374 results for search: đ Ivermectin Over Counter Usa đ www.Ivermectin-OTC.com đ Ivermectin 12mg Over The Counter đ Order Stromectol 6mg Online Usa - Ivermectin 3mg Uk
Today Guatemalaâs former national police chief Colonel HĂ©ctor Rafael Bol de la Cruz was convicted and sentenced to 40 years in prison for his role in the 1984 kidnapping and disappearance of 27-year-old student union leader Fernando Garcia, who was last seen when officers detained him outside his home. Along with Bol de la Cruz, former senior police officer Jorge Gomez was also tried; he received a sentence of 40 years in prison. That verdict comes in part because of testimony this month by HRDAGâs Patrick Ball, who served as an expert witness and presented data analysis done with colleague Daniel GuzmĂĄn to assess the flow of thousands of ...

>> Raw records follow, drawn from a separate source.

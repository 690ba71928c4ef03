pub fn execute() {
    if workbar_windows::overlay::find_running().is_some() {
        println!("Workbar is already running.");
        return;
    }

    if let Err(e) = workbar_windows::widget::run() {
        eprintln!("Workbar error: {e}");
        std::process::exit(1);
    }
}
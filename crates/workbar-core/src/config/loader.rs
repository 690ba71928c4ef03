use std::io::ErrorKind;
use std::path::PathBuf;

use super::Config;

/// Returns the config directory: `~/.config/workbar/`.
pub fn config_dir() -> Option<PathBuf> {
    dirs::home_dir().map(|h| h.join(".config").join("workbar"))
}

/// Returns the config file path: `~/.config/workbar/config.toml`.
pub fn config_path() -> Option<PathBuf> {
    config_dir().map(|d| d.join("config.toml"))
}

/// Tries to load and parse `config.toml`.
///
/// A missing file is not an error and yields the defaults. Anything
/// else (unreadable file, invalid TOML) is returned as a message.
pub fn try_load() -> Result<Config, String> {
    let path = config_path().ok_or("could not determine config path")?;
    let content = match std::fs::read_to_string(&path) {
        Ok(c) => c,
        Err(e) if e.kind() == ErrorKind::NotFound => return Ok(Config::default()),
        Err(e) => return Err(format!("{}: {e}", path.display())),
    };
    parse(&content).map_err(|e| format!("{}: {e}", path.display()))
}

/// Loads the configuration from disk, falling back to defaults.
///
/// After loading, values are clamped to safe ranges via [`Config::validate`].
pub fn load() -> Config {
    match try_load() {
        Ok(config) => config,
        Err(e) => {
            eprintln!("Warning: {e}");
            let mut config = Config::default();
            config.validate();
            config
        }
    }
}

/// Parses and validates config file contents.
pub(super) fn parse(content: &str) -> Result<Config, toml::de::Error> {
    let mut config: Config = toml::from_str(content)?;
    config.validate();
    Ok(config)
}
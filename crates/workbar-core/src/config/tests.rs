use super::loader::parse;
use super::*;

#[test]
fn default_config_has_expected_values() {
    let mut config = Config::default();
    config.validate();

    assert_eq!(config.overlay.size(), Size::new(240, 40));
    assert_eq!(config.overlay.gap, 5);
    assert_eq!(config.timers.position_ms, 800);
    assert_eq!(config.timers.indicator_ms, 500);
    assert_eq!(config.timers.title_ms, 500);
    assert!(!config.logging.enabled);
}

#[test]
fn partial_toml_uses_defaults_for_missing_sections() {
    // Arrange
    let toml_str = "[overlay]\nwidth = 300\n";

    // Act
    let config = parse(toml_str).unwrap();

    // Assert
    assert_eq!(config.overlay.width, 300);
    assert_eq!(config.overlay.height, 40);
    assert_eq!(config.overlay.colors.background, "#1e1e2e");
    assert_eq!(config.timers.position_ms, 800);
}

#[test]
fn validate_clamps_out_of_range_values() {
    // Arrange
    let mut config = Config::default();
    config.overlay.width = 10;
    config.overlay.gap = -3;
    config.overlay.button_width = 500;
    config.overlay.idle_opacity = 250;
    config.timers.position_ms = 0;

    // Act
    config.validate();

    // Assert
    assert_eq!(config.overlay.width, 40);
    assert_eq!(config.overlay.gap, 0);
    assert_eq!(config.overlay.button_width, 20);
    assert_eq!(config.overlay.idle_opacity, 100);
    assert_eq!(config.timers.position_ms, 100);
}

#[test]
fn opacity_follows_hover_state() {
    let overlay = OverlayConfig::default();

    assert_eq!(overlay.opacity(true), 100);
    assert_eq!(overlay.opacity(false), 40);
}

#[test]
fn invalid_toml_is_an_error() {
    assert!(parse("[overlay\nwidth = ").is_err());
}

#[test]
fn template_parses_to_defaults() {
    // Act
    let config = parse(&template::generate_config()).unwrap();

    // Assert
    let defaults = Config::default();
    assert_eq!(config.overlay.size(), defaults.overlay.size());
    assert_eq!(config.overlay.gap, defaults.overlay.gap);
    assert_eq!(config.overlay.title_max_chars, defaults.overlay.title_max_chars);
    assert_eq!(config.overlay.colors.active, defaults.overlay.colors.active);
    assert_eq!(config.timers.title_ms, defaults.timers.title_ms);
    assert_eq!(config.logging.level, defaults.logging.level);
}
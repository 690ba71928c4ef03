/// Generates the default `config.toml` contents with explanatory comments.
///
/// This is used by `workbar init` to create a starter config file that
/// users can immediately edit.
pub fn generate_config() -> String {
    r##"# Workbar configuration
# Location: ~/.config/workbar/config.toml

[overlay]
# Overlay size in pixels.
width = 240
height = 40
# Distance between the overlay and the taskbar in pixels.
gap = 5
# Width of the previous/next desktop buttons at each end.
button_width = 24
# Opacity in percent while hovered, and otherwise.
hover_opacity = 100
idle_opacity = 40
font = "Segoe UI"
font_size = 16
# Longest foreground window title shown (0 = no limit).
title_max_chars = 28

[overlay.colors]
background = "#1e1e2e"
foreground = "#cdd6f4"
active = "#89b4fa"
button = "#313244"

[timers]
# Placement pass that catches taskbar auto-hide changes.
position_ms = 800
# Virtual-desktop indicator refresh.
indicator_ms = 500
# Foreground window title refresh.
title_ms = 500

[logging]
# Enable file logging to ~/.config/workbar/logs/workbar.log.
enabled = false
# Minimum log level: "debug", "info", "warn", or "error".
level = "info"
# Maximum log file size in MB before rotation.
max_file_mb = 10
"##
    .to_string()
}
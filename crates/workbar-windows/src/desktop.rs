//! Virtual-desktop switching through `VirtualDesktopAccessor.dll`.
//!
//! The DLL is optional. It is looked up next to the executable and on
//! the usual search path; without it the widget shows no desktops and
//! the previous/next controls do nothing.

use std::mem;

use windows::Win32::Foundation::HWND;
use windows::Win32::System::LibraryLoader::{GetProcAddress, LoadLibraryW};
use windows::core::{PCSTR, s, w};

use workbar_core::VirtualDesktops;

type QueryFn = unsafe extern "C" fn() -> i32;
type GoToFn = unsafe extern "C" fn(i32) -> i32;
type PinFn = unsafe extern "C" fn(HWND) -> i32;

/// Resolved entry points of the accessor DLL.
#[derive(Clone, Copy)]
struct Exports {
    count: QueryFn,
    current: QueryFn,
    go_to: GoToFn,
    pin: PinFn,
}

/// Virtual desktops backed by `VirtualDesktopAccessor.dll`.
#[derive(Clone, Copy, Default)]
pub struct AccessorDll {
    exports: Option<Exports>,
}

impl AccessorDll {
    /// Loads the DLL and resolves its exports.
    ///
    /// The module stays loaded for the life of the process.
    pub fn load() -> Self {
        // SAFETY: LoadLibraryW runs the DLL's initializer; the accessor
        // library has no side effects at load time.
        let module = match unsafe { LoadLibraryW(w!("VirtualDesktopAccessor.dll")) } {
            Ok(module) => module,
            Err(e) => {
                workbar_core::log_warn!("VirtualDesktopAccessor.dll not loaded: {e}");
                return Self::default();
            }
        };

        let resolve = |name: PCSTR| unsafe { GetProcAddress(module, name) };
        let (Some(count), Some(current), Some(go_to), Some(pin)) = (
            resolve(s!("GetDesktopCount")),
            resolve(s!("GetCurrentDesktopNumber")),
            resolve(s!("GoToDesktopNumber")),
            resolve(s!("PinWindow")),
        ) else {
            workbar_core::log_warn!("VirtualDesktopAccessor.dll is missing expected exports");
            return Self::default();
        };

        // SAFETY: the exports have these C signatures in every published
        // build of the accessor library.
        let exports = unsafe {
            Exports {
                count: mem::transmute::<unsafe extern "system" fn() -> isize, QueryFn>(count),
                current: mem::transmute::<unsafe extern "system" fn() -> isize, QueryFn>(current),
                go_to: mem::transmute::<unsafe extern "system" fn() -> isize, GoToFn>(go_to),
                pin: mem::transmute::<unsafe extern "system" fn() -> isize, PinFn>(pin),
            }
        };
        workbar_core::log_info!("VirtualDesktopAccessor.dll loaded");
        Self {
            exports: Some(exports),
        }
    }

    pub fn is_available(&self) -> bool {
        self.exports.is_some()
    }
}

impl VirtualDesktops for AccessorDll {
    fn count(&self) -> usize {
        self.exports
            .map_or(0, |e| usize::try_from(unsafe { (e.count)() }).unwrap_or(0))
    }

    fn current(&self) -> Option<usize> {
        let e = self.exports?;
        usize::try_from(unsafe { (e.current)() }).ok()
    }

    fn go_to(&self, index: usize) {
        let (Some(e), Ok(index)) = (self.exports, i32::try_from(index)) else {
            return;
        };
        unsafe { (e.go_to)(index) };
    }

    fn pin(&self, handle: usize) -> bool {
        let Some(e) = self.exports else {
            return false;
        };
        unsafe { (e.pin)(HWND(handle as *mut _)) != -1 }
    }
}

The modular nature of the workflow and use of Git allowed us to work on different parts of the project from across the country.
Solving for X documents Patrick's team as they travel to Guatemala, Kosovo, and Liberia, helping human rights supporters apply sophisticated computer analysis to human rights events.
HRDAG is delighted to announce five additions to our team: one new staff member, three summer interns, and one fellow.
Principled Data Processing is a way to prove to someone, usually yourself, that what you did was right.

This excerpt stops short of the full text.